**What the exercise asks:** A single number is required: the count of lines in the records below that contain the word "query".

**Material provided:**
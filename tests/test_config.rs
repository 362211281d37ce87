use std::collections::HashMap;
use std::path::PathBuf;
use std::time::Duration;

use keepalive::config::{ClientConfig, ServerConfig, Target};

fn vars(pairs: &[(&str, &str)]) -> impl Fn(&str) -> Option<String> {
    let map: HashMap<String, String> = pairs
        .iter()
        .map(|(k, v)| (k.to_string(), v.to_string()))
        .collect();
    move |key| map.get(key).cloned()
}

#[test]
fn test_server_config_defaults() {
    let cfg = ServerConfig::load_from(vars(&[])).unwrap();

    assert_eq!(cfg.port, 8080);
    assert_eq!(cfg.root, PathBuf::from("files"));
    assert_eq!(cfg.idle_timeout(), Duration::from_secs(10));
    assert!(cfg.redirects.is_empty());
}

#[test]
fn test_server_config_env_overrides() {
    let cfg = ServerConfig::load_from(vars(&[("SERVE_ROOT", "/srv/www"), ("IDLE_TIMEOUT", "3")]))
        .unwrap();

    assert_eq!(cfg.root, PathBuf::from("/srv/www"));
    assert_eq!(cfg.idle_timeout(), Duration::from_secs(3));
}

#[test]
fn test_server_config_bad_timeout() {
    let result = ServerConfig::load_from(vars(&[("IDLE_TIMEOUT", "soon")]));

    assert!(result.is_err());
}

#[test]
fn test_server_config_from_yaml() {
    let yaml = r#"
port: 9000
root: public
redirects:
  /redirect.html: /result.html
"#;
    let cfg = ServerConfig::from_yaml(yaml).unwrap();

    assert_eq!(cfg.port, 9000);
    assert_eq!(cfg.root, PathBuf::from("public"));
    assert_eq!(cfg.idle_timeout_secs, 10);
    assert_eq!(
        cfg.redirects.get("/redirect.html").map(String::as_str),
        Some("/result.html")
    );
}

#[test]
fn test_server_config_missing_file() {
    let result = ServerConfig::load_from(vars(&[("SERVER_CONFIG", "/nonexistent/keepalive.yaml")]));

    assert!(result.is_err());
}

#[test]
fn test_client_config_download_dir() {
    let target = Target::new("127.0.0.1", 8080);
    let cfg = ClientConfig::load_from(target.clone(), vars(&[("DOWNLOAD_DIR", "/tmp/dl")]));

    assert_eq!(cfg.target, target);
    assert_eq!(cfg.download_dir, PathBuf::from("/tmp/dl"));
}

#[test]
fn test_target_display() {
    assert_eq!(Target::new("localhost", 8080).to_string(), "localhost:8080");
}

==

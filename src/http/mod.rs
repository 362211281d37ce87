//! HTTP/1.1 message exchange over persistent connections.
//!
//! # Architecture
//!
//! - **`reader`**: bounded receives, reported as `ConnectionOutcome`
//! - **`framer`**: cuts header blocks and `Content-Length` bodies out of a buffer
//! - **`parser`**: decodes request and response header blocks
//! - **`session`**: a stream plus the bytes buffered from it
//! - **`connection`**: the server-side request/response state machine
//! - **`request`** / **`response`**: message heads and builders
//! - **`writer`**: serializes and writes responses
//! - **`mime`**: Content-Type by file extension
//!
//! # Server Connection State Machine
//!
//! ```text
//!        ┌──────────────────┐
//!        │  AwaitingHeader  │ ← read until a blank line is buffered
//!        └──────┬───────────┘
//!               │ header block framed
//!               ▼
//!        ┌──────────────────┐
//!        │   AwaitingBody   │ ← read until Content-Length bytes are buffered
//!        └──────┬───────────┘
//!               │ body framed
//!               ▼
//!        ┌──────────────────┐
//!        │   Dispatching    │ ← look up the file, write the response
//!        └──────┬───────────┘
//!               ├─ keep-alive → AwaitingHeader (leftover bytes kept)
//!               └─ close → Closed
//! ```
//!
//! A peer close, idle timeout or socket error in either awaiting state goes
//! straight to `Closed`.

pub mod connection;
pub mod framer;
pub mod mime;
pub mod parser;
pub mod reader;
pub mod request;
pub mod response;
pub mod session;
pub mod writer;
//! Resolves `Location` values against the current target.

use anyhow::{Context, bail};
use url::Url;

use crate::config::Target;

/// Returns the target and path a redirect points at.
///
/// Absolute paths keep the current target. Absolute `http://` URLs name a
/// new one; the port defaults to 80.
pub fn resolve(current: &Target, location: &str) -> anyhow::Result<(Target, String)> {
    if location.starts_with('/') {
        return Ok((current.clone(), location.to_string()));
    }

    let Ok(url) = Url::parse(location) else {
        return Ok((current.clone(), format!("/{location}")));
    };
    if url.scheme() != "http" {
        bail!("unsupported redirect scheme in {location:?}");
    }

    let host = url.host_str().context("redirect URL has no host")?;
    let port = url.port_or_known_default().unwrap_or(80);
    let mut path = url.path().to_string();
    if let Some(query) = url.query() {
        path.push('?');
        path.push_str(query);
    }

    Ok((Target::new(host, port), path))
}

**Result:** 2